There are evidently 150 statues in New York City, but only five of them are of women. So Chirlane McCray, Mayor Bill DeBlasio’s wife, set out to increase them by 50 percent. For direction about whom to honor, She Built NYC — the public-arts program dedicated to such projects — ran a poll to see what women people wanted to see honored. Coming in first place among 300 proposed women was Saint Frances Xavier Cabrini, with 219 nominations. (Jane Jacobs came in second place with 93 votes.)
But there will be no Cabrini statue, She Built NYC decided.
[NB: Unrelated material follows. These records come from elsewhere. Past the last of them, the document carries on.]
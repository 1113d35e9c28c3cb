use std::collections::BTreeMap;
use std::fmt;

use chrono::{DateTime, Datelike, Locale, NaiveDate, NaiveDateTime, NaiveTime, TimeZone, Utc};
use serde::{Deserialize, Serialize};

// ─── Errors ─────────────────────────────────────────────────────────────────

#[derive(Debug, Clone, PartialEq, Eq, thiserror::Error)]
pub enum DateError {
    #[error("Unparseable date: {0:?}")]
    Unparseable(String),
    #[error("Hour out of range: {0} (expected 0-23)")]
    HourOutOfRange(u32),
    #[error("{date} {hour:02}:00 does not exist in {zone}")]
    NonexistentLocalTime {
        date: NaiveDate,
        hour: u32,
        zone: String,
    },
}

// ─── Calendar day ───────────────────────────────────────────────────────────

/// A date without time of day.
///
/// Equality and ordering follow the wrapped UTC calendar date, so two days
/// compare the same way whether they came from a calendar click or from a
/// server timestamp.
#[derive(Debug, Clone, Copy, PartialEq, Eq, PartialOrd, Ord, Hash, Serialize, Deserialize)]
#[serde(transparent)]
pub struct CalendarDay(NaiveDate);

impl CalendarDay {
    pub fn new(date: NaiveDate) -> Self {
        Self(date)
    }

    #[cfg(test)]
    pub fn from_ymd(year: i32, month: u32, day: u32) -> Option<Self> {
        NaiveDate::from_ymd_opt(year, month, day).map(Self)
    }

    /// Parse a server-provided date.
    ///
    /// Accepts `YYYY-MM-DD`, RFC 3339 instants and offset-less
    /// `YYYY-MM-DDTHH:MM:SS[.fff]` instants. Instants are converted to UTC
    /// before the calendar date is taken; offset-less ones are read as UTC.
    pub fn parse(s: &str) -> Result<Self, DateError> {
        if let Ok(date) = NaiveDate::parse_from_str(s.trim(), "%Y-%m-%d") {
            return Ok(Self(date));
        }
        parse_instant(s).map(|dt| Self(dt.date_naive()))
    }

    pub fn date(&self) -> NaiveDate {
        self.0
    }

    pub fn year(&self) -> i32 {
        self.0.year()
    }

    pub fn month(&self) -> u32 {
        self.0.month()
    }

    pub fn day(&self) -> u32 {
        self.0.day()
    }

    pub fn date_string(&self) -> String {
        self.0.format("%Y-%m-%d").to_string()
    }

    /// Epoch milliseconds at UTC midnight.
    #[cfg_attr(not(test), allow(dead_code))]
    pub fn timestamp(&self) -> i64 {
        self.midnight_utc().timestamp_millis()
    }

    pub fn midnight_utc(&self) -> DateTime<Utc> {
        self.0.and_time(NaiveTime::MIN).and_utc()
    }

    /// Full month name in `locale`, e.g. "março" for `pt_BR`.
    pub fn month_name(&self, locale: Locale) -> String {
        self.midnight_utc().format_localized("%B", locale).to_string()
    }

    /// Full weekday name in `locale`.
    pub fn weekday_name(&self, locale: Locale) -> String {
        self.midnight_utc().format_localized("%A", locale).to_string()
    }
}

impl From<NaiveDate> for CalendarDay {
    fn from(date: NaiveDate) -> Self {
        Self(date)
    }
}

impl fmt::Display for CalendarDay {
    fn fmt(&self, f: &mut fmt::Formatter<'_>) -> fmt::Result {
        write!(f, "{}", self.0.format("%Y-%m-%d"))
    }
}

const NAIVE_INSTANT_FORMATS: [&str; 2] = ["%Y-%m-%dT%H:%M:%S%.f", "%Y-%m-%d %H:%M:%S%.f"];

/// Parse an instant the way the trip API sends them.
pub fn parse_instant(s: &str) -> Result<DateTime<Utc>, DateError> {
    let trimmed = s.trim();
    if let Ok(dt) = DateTime::parse_from_rfc3339(trimmed) {
        return Ok(dt.with_timezone(&Utc));
    }
    for fmt in NAIVE_INSTANT_FORMATS {
        if let Ok(naive) = NaiveDateTime::parse_from_str(trimmed, fmt) {
            return Ok(Utc.from_utc_datetime(&naive));
        }
    }
    if let Ok(date) = NaiveDate::parse_from_str(trimmed, "%Y-%m-%d") {
        return Ok(date.and_time(NaiveTime::MIN).and_utc());
    }
    Err(DateError::Unparseable(s.to_string()))
}

// ─── Marked dates ───────────────────────────────────────────────────────────

#[derive(Debug, Clone, Copy, PartialEq, Eq, Serialize, Deserialize)]
pub struct MarkedDate {
    pub selected: bool,
}

impl MarkedDate {
    pub const SELECTED: MarkedDate = MarkedDate { selected: true };
}

/// `YYYY-MM-DD` → marker, in date order.
pub type MarkedDates = BTreeMap<String, MarkedDate>;

/// Every day from `start` to `end`, both inclusive. Empty when `end < start`.
pub fn interval_dates(start: &CalendarDay, end: &CalendarDay) -> MarkedDates {
    start
        .0
        .iter_days()
        .take_while(|d| *d <= end.0)
        .map(|d| (CalendarDay(d).date_string(), MarkedDate::SELECTED))
        .collect()
}

/// Human-readable label for an ordered range.
///
/// "5 a 9 de março" when both days share a month, otherwise
/// "29 de março a 2 de abril".
pub fn format_dates_in_text(start: &CalendarDay, end: &CalendarDay, locale: Locale) -> String {
    if start.year() == end.year() && start.month() == end.month() {
        format!("{} a {} de {}", start.day(), end.day(), start.month_name(locale))
    } else {
        format!(
            "{} de {} a {} de {}",
            start.day(),
            start.month_name(locale),
            end.day(),
            end.month_name(locale)
        )
    }
}

// ─── Range selection ────────────────────────────────────────────────────────

/// Start/end pair picked with sequential clicks on a calendar.
///
/// `starts_at` is only absent when `ends_at` is absent, `starts_at <= ends_at`
/// when both are set, and `marked_dates` always holds exactly the selected
/// days. Values are rebuilt on each click rather than mutated.
#[derive(Debug, Clone, Default, PartialEq, Eq, Serialize)]
pub struct DateRangeSelection {
    starts_at: Option<CalendarDay>,
    ends_at: Option<CalendarDay>,
    marked_dates: MarkedDates,
    label: String,
}

impl DateRangeSelection {
    pub fn empty() -> Self {
        Self::default()
    }

    /// A completed range from two known days (e.g. a trip loaded from the
    /// server). The pair is ordered if given reversed.
    pub fn from_bounds(a: CalendarDay, b: CalendarDay, locale: Locale) -> Self {
        let (start, end) = if a <= b { (a, b) } else { (b, a) };
        Self::range(start, end, locale)
    }

    fn single(day: CalendarDay) -> Self {
        Self {
            starts_at: Some(day),
            ends_at: None,
            marked_dates: interval_dates(&day, &day),
            label: String::new(),
        }
    }

    fn range(start: CalendarDay, end: CalendarDay, locale: Locale) -> Self {
        Self {
            starts_at: Some(start),
            ends_at: Some(end),
            marked_dates: interval_dates(&start, &end),
            label: format_dates_in_text(&start, &end, locale),
        }
    }

    /// Apply a click on `clicked`.
    ///
    /// With nothing selected, or a full range already selected, the click
    /// starts a new range. With only a start selected, the click closes the
    /// range; a click on or before the start becomes the new start.
    pub fn select_day(&self, clicked: CalendarDay, locale: Locale) -> Self {
        match (self.starts_at, self.ends_at) {
            (Some(start), None) if clicked <= start => Self::range(clicked, start, locale),
            (Some(start), None) => Self::range(start, clicked, locale),
            _ => Self::single(clicked),
        }
    }

    pub fn starts_at(&self) -> Option<CalendarDay> {
        self.starts_at
    }

    #[cfg_attr(not(test), allow(dead_code))]
    pub fn ends_at(&self) -> Option<CalendarDay> {
        self.ends_at
    }

    #[cfg_attr(not(test), allow(dead_code))]
    pub fn marked_dates(&self) -> &MarkedDates {
        &self.marked_dates
    }

    pub fn label(&self) -> &str {
        &self.label
    }

    pub fn is_marked(&self, day: &CalendarDay) -> bool {
        self.marked_dates.contains_key(&day.date_string())
    }

    pub fn is_complete(&self) -> bool {
        self.starts_at.is_some() && self.ends_at.is_some()
    }

    pub fn bounds(&self) -> Option<(CalendarDay, CalendarDay)> {
        self.starts_at.zip(self.ends_at)
    }
}

#[cfg(test)]
mod tests {
    use super::*;
    use chrono::Days;
    use proptest::prelude::*;

    const PT: Locale = Locale::pt_BR;

    fn day(y: i32, m: u32, d: u32) -> CalendarDay {
        CalendarDay::from_ymd(y, m, d).unwrap()
    }

    fn arb_day() -> impl Strategy<Value = CalendarDay> {
        (0u64..20_000).prop_map(|n| CalendarDay::new(NaiveDate::from_ymd_opt(2000, 1, 1).unwrap() + Days::new(n)))
    }

    #[test]
    fn derived_fields() {
        let d = day(2024, 3, 5);
        assert_eq!(d.year(), 2024);
        assert_eq!(d.month(), 3);
        assert_eq!(d.day(), 5);
        assert_eq!(d.date_string(), "2024-03-05");
        assert_eq!(d.timestamp(), 1_709_596_800_000);
        assert_eq!(d.to_string(), "2024-03-05");
    }

    #[test]
    fn parse_accepts_server_formats() {
        assert_eq!(CalendarDay::parse("2024-03-05").unwrap(), day(2024, 3, 5));
        assert_eq!(CalendarDay::parse("2024-03-05T23:30:00Z").unwrap(), day(2024, 3, 5));
        assert_eq!(CalendarDay::parse("2024-03-05T00:00:00").unwrap(), day(2024, 3, 5));
        assert_eq!(CalendarDay::parse("2024-03-05T10:00:00.123").unwrap(), day(2024, 3, 5));
    }

    #[test]
    fn parse_uses_utc_date_at_year_boundary() {
        // 21:00 in São Paulo on New Year's Eve is already January 1st in UTC.
        assert_eq!(
            CalendarDay::parse("2023-12-31T21:00:00-03:00").unwrap(),
            day(2024, 1, 1)
        );
    }

    #[test]
    fn parse_rejects_garbage() {
        assert_eq!(
            CalendarDay::parse("amanhã"),
            Err(DateError::Unparseable("amanhã".into()))
        );
        assert!(CalendarDay::parse("2024-02-30").is_err());
    }

    #[test]
    fn same_month_label() {
        assert_eq!(format_dates_in_text(&day(2024, 3, 5), &day(2024, 3, 9), PT), "5 a 9 de março");
    }

    #[test]
    fn cross_month_label() {
        assert_eq!(
            format_dates_in_text(&day(2024, 3, 29), &day(2024, 4, 2), PT),
            "29 de março a 2 de abril"
        );
    }

    #[test]
    fn same_month_of_different_years_is_cross_month() {
        assert_eq!(
            format_dates_in_text(&day(2024, 1, 30), &day(2025, 1, 2), PT),
            "30 de janeiro a 2 de janeiro"
        );
    }

    #[test]
    fn interval_of_one_day() {
        let d = day(2024, 2, 29);
        let marked = interval_dates(&d, &d);
        assert_eq!(marked.len(), 1);
        assert_eq!(marked.get("2024-02-29"), Some(&MarkedDate::SELECTED));
    }

    #[test]
    fn interval_crosses_year_boundary() {
        let marked = interval_dates(&day(2023, 12, 30), &day(2024, 1, 2));
        let keys: Vec<_> = marked.keys().cloned().collect();
        assert_eq!(keys, ["2023-12-30", "2023-12-31", "2024-01-01", "2024-01-02"]);
    }

    #[test]
    fn reversed_interval_is_empty() {
        assert!(interval_dates(&day(2024, 1, 2), &day(2024, 1, 1)).is_empty());
    }

    #[test]
    fn first_click_starts_range() {
        let d = day(2024, 3, 5);
        let sel = DateRangeSelection::empty().select_day(d, PT);
        assert_eq!(sel.starts_at(), Some(d));
        assert_eq!(sel.ends_at(), None);
        assert_eq!(sel.label(), "");
        assert_eq!(sel.marked_dates().len(), 1);
        assert!(sel.is_marked(&d));
        assert!(!sel.is_complete());
    }

    #[test]
    fn second_click_after_start_extends() {
        let sel = DateRangeSelection::empty()
            .select_day(day(2024, 3, 5), PT)
            .select_day(day(2024, 3, 9), PT);
        assert_eq!(sel.bounds(), Some((day(2024, 3, 5), day(2024, 3, 9))));
        assert_eq!(sel.label(), "5 a 9 de março");
        assert_eq!(sel.marked_dates().len(), 5);
    }

    #[test]
    fn second_click_before_start_swaps() {
        let sel = DateRangeSelection::empty()
            .select_day(day(2024, 4, 2), PT)
            .select_day(day(2024, 3, 29), PT);
        assert_eq!(sel.bounds(), Some((day(2024, 3, 29), day(2024, 4, 2))));
        assert_eq!(sel.label(), "29 de março a 2 de abril");
    }

    #[test]
    fn clicking_start_twice_gives_one_day_range() {
        let d = day(2024, 3, 5);
        let sel = DateRangeSelection::empty().select_day(d, PT).select_day(d, PT);
        assert_eq!(sel.bounds(), Some((d, d)));
        assert_eq!(sel.label(), "5 a 5 de março");
        assert_eq!(sel.marked_dates().len(), 1);
    }

    #[test]
    fn third_click_resets() {
        let sel = DateRangeSelection::empty()
            .select_day(day(2024, 3, 5), PT)
            .select_day(day(2024, 3, 9), PT)
            .select_day(day(2024, 3, 7), PT);
        assert_eq!(sel.starts_at(), Some(day(2024, 3, 7)));
        assert_eq!(sel.ends_at(), None);
        assert_eq!(sel.label(), "");
        assert_eq!(sel.marked_dates().len(), 1);
    }

    #[test]
    fn from_bounds_orders_pair() {
        let sel = DateRangeSelection::from_bounds(day(2024, 3, 9), day(2024, 3, 5), PT);
        assert_eq!(sel.bounds(), Some((day(2024, 3, 5), day(2024, 3, 9))));
        assert_eq!(sel.label(), "5 a 9 de março");
    }

    proptest! {
        #[test]
        fn two_clicks_yield_ordered_range(d1 in arb_day(), d2 in arb_day()) {
            let sel = DateRangeSelection::empty().select_day(d1, PT).select_day(d2, PT);
            let expected = if d2 <= d1 { (d2, d1) } else { (d1, d2) };
            prop_assert_eq!(sel.bounds(), Some(expected));
        }

        #[test]
        fn third_click_always_resets(d1 in arb_day(), d2 in arb_day(), d3 in arb_day()) {
            let sel = DateRangeSelection::empty()
                .select_day(d1, PT)
                .select_day(d2, PT)
                .select_day(d3, PT);
            prop_assert_eq!(sel.starts_at(), Some(d3));
            prop_assert_eq!(sel.ends_at(), None);
        }

        #[test]
        fn interval_length_matches_day_span(a in arb_day(), span in 0u64..400) {
            let b = CalendarDay::new(a.date() + Days::new(span));
            let marked = interval_dates(&a, &b);
            prop_assert_eq!(marked.len() as u64, span + 1);
            for key in marked.keys() {
                let d = CalendarDay::parse(key).unwrap();
                prop_assert!(a <= d && d <= b);
            }
        }

        #[test]
        fn select_day_is_pure(d1 in arb_day(), d2 in arb_day()) {
            let base = DateRangeSelection::empty().select_day(d1, PT);
            prop_assert_eq!(base.select_day(d2, PT), base.select_day(d2, PT));
        }

        #[test]
        fn marked_dates_match_bounds(d1 in arb_day(), span in 0u64..60) {
            let d2 = CalendarDay::new(d1.date() + Days::new(span));
            let sel = DateRangeSelection::empty().select_day(d2, PT).select_day(d1, PT);
            let (start, end) = sel.bounds().unwrap();
            prop_assert_eq!(sel.marked_dates(), &interval_dates(&start, &end));
        }
    }
}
Meanwhile, Cabrini, Italian immigrant and religious sister, is everything you would ever want in a role model. She was courageous — even fearless. She was a global community organizer. One of the most memorable excerpts from her diary involves her being both deeply saddened and righteously furious when she would encounter priests on the transatlantic journeys she would take with sisters to help the Italian immigrants in the U.S. who would not be prepared to celebrate Mass on the long, somewhat excruciating journey.
So while a She Built NYC board, which includes Mayor DeBlasio’s wife, may see “Catholic nun” and turn away for fear of awkward encounters on the neuralgic issues of the day, they could also find some feminist and anti-clerical common ground. Instead, those who will be honored include an abortion-rights advocate (who mercifully was against forced sterilization) and cofounders of Street Transvestite Action Revolutionaries.
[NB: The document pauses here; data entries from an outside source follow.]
// ─── Header ─────────────────────────────────────────────────────────────────

fn render_header(f: &mut Frame, app: &App, area: Rect) {
    let block = Block::default()
        .borders(Borders::BOTTOM)
        .title(" plann.er ")
        .title_style(Style::default().fg(ACCENT).add_modifier(Modifier::BOLD));

    if app.screen == Screen::NewTrip {
        let tagline = Paragraph::new(Span::styled(
            "  Convide seus amigos e planeje sua próxima viagem!",
            Style::default().fg(DIM),
        ))
        .block(block);
        f.render_widget(tagline, area);
        return;
    }

    let titles: Vec<Line> = Tab::ALL
        .iter()
        .enumerate()
        .map(|(i, tab)| {
            Line::from(vec![
                Span::styled(format!(" {} ", i + 1), Style::default().fg(DIM)),
                Span::styled(format!("{} ", tab.title()), Style::default().fg(Color::White)),
            ])
        })
        .collect();

    let selected = Tab::ALL
        .iter()
        .position(|t| *t == app.active_tab)
        .unwrap_or(0);

    let tabs = Tabs::new(titles).block(block).select(selected).highlight_style(
        Style::default()
            .fg(ACCENT)
            .add_modifier(Modifier::BOLD | Modifier::UNDERLINED),
    );
    f.render_widget(tabs, area);

    let headline = format!(" {} ", app.headline);
    let width = (headline.width() as u16).min(area.width);
    let headline_area = Rect {
        x: area.right().saturating_sub(width),
        y: area.y,
        width,
        height: 1,
    };
    f.render_widget(
        Paragraph::new(headline).style(Style::default().fg(Color::White)),
        headline_area,
    );
}

// ─── Status Bar ─────────────────────────────────────────────────────────────

fn key_hints(app: &App) -> &'static str {
    match (&app.modal, app.screen, app.active_tab) {
        (Modal::Calendar(_), _, _) => "←→↑↓:dia  PgUp/PgDn:mês  Enter:selecionar  Esc:fechar",
        (Modal::Guests, _, _) => "j/k:nav  d:remover  Esc:fechar",
        (Modal::Confirm(_), _, _) => "s/Enter:confirmar  n/Esc:cancelar",
        (Modal::Link, _, _) => "Tab:campo  Enter:salvar  Ctrl+D:deletar  Esc:fechar",
        (Modal::None, Screen::NewTrip, _) => "Tab:campo  Enter:abrir/avançar  Ctrl+S:continuar  Ctrl+E:voltar  Esc:sair",
        (Modal::None, Screen::Trip, Tab::Activities) => "n:nova  Enter:concluir  e:editar  r:recarregar  Tab:aba  q:sair",
        (Modal::None, Screen::Trip, Tab::Details) => "h/l:painel  a:adicionar  Enter:editar/confirmar  d:deletar  q:sair",
        _ => "Tab:campo  Enter:avançar  Ctrl+S:salvar  Esc:fechar",
    }
}

fn render_status_bar(f: &mut Frame, app: &App, area: Rect) {
    let spinner = if app.loading {
        format!("{} ", SPINNER[(app.frame_count / 2) as usize % SPINNER.len()])
    } else {
        String::new()
    };

    let status = Paragraph::new(Line::from(vec![
        Span::styled(" ", Style::default()),
        Span::styled(spinner, Style::default().fg(WARN)),
        Span::styled(
            &app.status_message,
            Style::default().fg(if app.loading { WARN } else { Color::White }),
        ),
        Span::styled(format!("  {}  ", key_hints(app)), Style::default().fg(DIM)),
    ]))
    .style(Style::default().bg(HEADER_BG));

    f.render_widget(status, area);
}

// ─── Forms ──────────────────────────────────────────────────────────────────

fn titled_block(title: &str) -> Block<'_> {
    Block::default()
        .borders(Borders::ALL)
        .title(title)
        .title_style(Style::default().fg(ACCENT))
}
Mother Cabrini’s shrine is in upper Manhattan, and the Cloisters museum is right down the block. Her remains are there in wax, built into the altar of the church. She’s an untapped resource for those of us who believe in intercessory prayer. But you don’t have to have religious faith to be grateful she is a part of our history.
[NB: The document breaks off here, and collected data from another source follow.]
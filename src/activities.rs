use std::collections::BTreeMap;
use std::fmt;

use chrono::{DateTime, Locale, TimeZone, Utc};

use crate::calendar::{CalendarDay, DateError};
use crate::models::Activity;

// ─── Grouping ───────────────────────────────────────────────────────────────

#[derive(Debug, Clone, PartialEq, Eq)]
pub struct ActivityDayGroup {
    pub date: CalendarDay,
    pub activities: Vec<Activity>,
}

/// Calendar day of `instant` as seen in `zone`.
pub fn local_day<Z: TimeZone>(instant: &DateTime<Utc>, zone: &Z) -> CalendarDay {
    CalendarDay::new(instant.with_timezone(zone).date_naive())
}

/// Group activities by their local day in `zone`, earliest day first.
///
/// Activities inside a group keep the order they had in `activities`; they
/// are not re-sorted by time of day. Empty input gives no groups.
pub fn group_by_day<Z: TimeZone>(activities: &[Activity], zone: &Z) -> Vec<ActivityDayGroup> {
    let mut by_day: BTreeMap<CalendarDay, Vec<Activity>> = BTreeMap::new();
    for activity in activities {
        by_day
            .entry(local_day(&activity.date, zone))
            .or_default()
            .push(activity.clone());
    }
    by_day
        .into_iter()
        .map(|(date, activities)| ActivityDayGroup { date, activities })
        .collect()
}

// ─── Display ────────────────────────────────────────────────────────────────

/// 12-hour clock label such as "09:00h".
pub fn display_hour<Z>(instant: &DateTime<Utc>, zone: &Z) -> String
where
    Z: TimeZone,
    Z::Offset: fmt::Display,
{
    instant.with_timezone(zone).format("%I:%Mh").to_string().to_lowercase()
}

#[derive(Debug, Clone, PartialEq, Eq)]
pub struct ScheduledActivity {
    pub activity: Activity,
    pub hour: String,
}

#[derive(Debug, Clone, PartialEq, Eq)]
pub struct DaySection {
    pub day: CalendarDay,
    pub title: String,
    pub activities: Vec<ScheduledActivity>,
}

/// "Dia 6 - quarta". The "-feira" suffix of Portuguese weekdays is dropped.
pub fn day_title(day: &CalendarDay, locale: Locale) -> String {
    let weekday = day.weekday_name(locale).replace("-feira", "");
    format!("Dia {} - {}", day.day(), weekday)
}

/// Render-ready sections: one titled section per day, each activity
/// annotated with its display hour.
pub fn day_sections<Z>(groups: Vec<ActivityDayGroup>, zone: &Z, locale: Locale) -> Vec<DaySection>
where
    Z: TimeZone,
    Z::Offset: fmt::Display,
{
    groups
        .into_iter()
        .map(|group| DaySection {
            day: group.date,
            title: day_title(&group.date, locale),
            activities: group
                .activities
                .into_iter()
                .map(|activity| ScheduledActivity {
                    hour: display_hour(&activity.date, zone),
                    activity,
                })
                .collect(),
        })
        .collect()
}

// ─── New activity instant ───────────────────────────────────────────────────

/// The UTC instant of `hour`:00 on `day` in `zone`.
///
/// Ambiguous local times (DST fall-back) resolve to the earlier instant.
pub fn activity_instant<Z>(day: &CalendarDay, hour: u32, zone: &Z) -> Result<DateTime<Utc>, DateError>
where
    Z: TimeZone + fmt::Debug,
{
    let naive = day
        .date()
        .and_hms_opt(hour, 0, 0)
        .ok_or(DateError::HourOutOfRange(hour))?;
    zone.from_local_datetime(&naive)
        .earliest()
        .map(|dt| dt.with_timezone(&Utc))
        .ok_or_else(|| DateError::NonexistentLocalTime {
            date: day.date(),
            hour,
            zone: format!("{zone:?}"),
        })
}

#[cfg(test)]
mod tests {
    use super::*;
    use chrono_tz::America::Sao_Paulo;

    fn activity(id: &str, rfc3339: &str) -> Activity {
        Activity {
            id: id.into(),
            name: format!("activity {id}"),
            date: DateTime::parse_from_rfc3339(rfc3339).unwrap().with_timezone(&Utc),
            completed: false,
        }
    }

    fn ids(group: &ActivityDayGroup) -> Vec<&str> {
        group.activities.iter().map(|a| a.id.as_str()).collect()
    }

    #[test]
    fn groups_by_utc_day_in_order() {
        let input = vec![
            activity("a", "2024-05-01T09:00:00Z"),
            activity("b", "2024-05-01T15:00:00Z"),
            activity("c", "2024-05-02T08:00:00Z"),
        ];
        let groups = group_by_day(&input, &Utc);
        assert_eq!(groups.len(), 2);
        assert_eq!(groups[0].date.date_string(), "2024-05-01");
        assert_eq!(groups[1].date.date_string(), "2024-05-02");
        assert_eq!(ids(&groups[0]), ["a", "b"]);
        assert_eq!(ids(&groups[1]), ["c"]);
    }

    #[test]
    fn groups_sorted_even_when_input_is_not() {
        let input = vec![
            activity("late", "2024-05-03T10:00:00Z"),
            activity("early", "2024-05-01T10:00:00Z"),
            activity("mid", "2024-05-02T10:00:00Z"),
        ];
        let days: Vec<String> = group_by_day(&input, &Utc)
            .iter()
            .map(|g| g.date.date_string())
            .collect();
        assert_eq!(days, ["2024-05-01", "2024-05-02", "2024-05-03"]);
    }

    #[test]
    fn within_day_order_follows_input_not_hour() {
        let input = vec![
            activity("evening", "2024-05-01T20:00:00Z"),
            activity("morning", "2024-05-01T07:00:00Z"),
        ];
        let groups = group_by_day(&input, &Utc);
        assert_eq!(ids(&groups[0]), ["evening", "morning"]);
    }

    #[test]
    fn zone_moves_late_utc_activities_to_previous_day() {
        // 01:00 UTC is 22:00 of the previous day in São Paulo.
        let input = vec![
            activity("a", "2024-05-02T01:00:00Z"),
            activity("b", "2024-05-01T12:00:00Z"),
        ];
        let groups = group_by_day(&input, &Sao_Paulo);
        assert_eq!(groups.len(), 1);
        assert_eq!(groups[0].date.date_string(), "2024-05-01");
        assert_eq!(ids(&groups[0]), ["a", "b"]);
    }

    #[test]
    fn empty_input_gives_no_groups() {
        assert!(group_by_day::<Utc>(&[], &Utc).is_empty());
    }

    #[test]
    fn grouping_does_not_touch_input() {
        let input = vec![
            activity("b", "2024-05-02T10:00:00Z"),
            activity("a", "2024-05-01T10:00:00Z"),
        ];
        let before = input.clone();
        let first = group_by_day(&input, &Utc);
        let second = group_by_day(&input, &Utc);
        assert_eq!(input, before);
        assert_eq!(first, second);
    }

    #[test]
    fn hour_uses_twelve_hour_clock() {
        let a = activity("a", "2024-05-01T15:30:00Z");
        assert_eq!(display_hour(&a.date, &Utc), "03:30h");
        assert_eq!(display_hour(&a.date, &Sao_Paulo), "12:30h");
    }

    #[test]
    fn section_titles_drop_feira() {
        let day = CalendarDay::from_ymd(2024, 3, 6).unwrap();
        assert_eq!(day_title(&day, Locale::pt_BR), "Dia 6 - quarta");
    }

    #[test]
    fn sections_carry_hours() {
        let input = vec![activity("a", "2024-03-06T09:00:00Z")];
        let sections = day_sections(group_by_day(&input, &Utc), &Utc, Locale::pt_BR);
        assert_eq!(sections.len(), 1);
        assert_eq!(sections[0].title, "Dia 6 - quarta");
        assert_eq!(sections[0].activities[0].hour, "09:00h");
    }

    #[test]
    fn activity_instant_converts_local_hour_to_utc() {
        let day = CalendarDay::from_ymd(2024, 5, 1).unwrap();
        let instant = activity_instant(&day, 9, &Sao_Paulo).unwrap();
        assert_eq!(instant.to_rfc3339(), "2024-05-01T12:00:00+00:00");
    }

    #[test]
    fn activity_instant_rejects_bad_hour() {
        let day = CalendarDay::from_ymd(2024, 5, 1).unwrap();
        assert_eq!(activity_instant(&day, 24, &Utc), Err(DateError::HourOutOfRange(24)));
    }

    #[test]
    fn activity_instant_rejects_skipped_local_hour() {
        // São Paulo jumped from 00:00 to 01:00 on 2018-11-04.
        let day = CalendarDay::from_ymd(2018, 11, 4).unwrap();
        assert!(matches!(
            activity_instant(&day, 0, &Sao_Paulo),
            Err(DateError::NonexistentLocalTime { .. })
        ));
        let one_am = activity_instant(&day, 1, &Sao_Paulo).unwrap();
        assert_eq!(one_am.to_rfc3339(), "2018-11-04T03:00:00+00:00");
    }
}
Ignoring the Cabrini nominations is such a missed opportunity for New York and the nation. Here’s someone who speaks to the good that is religion truly lived out. She could be a unifying figure. (As Dorothy Day could be, too, who got 61 votes.) But while the New York City government may not want to celebrate the rich history we have in Cabrini, their snub is an opportunity to get to know her better. The rest of us can still choose to take some of her advice and follow her lead in helping one another and sharing the hope that we have in a God who does not leave us alone.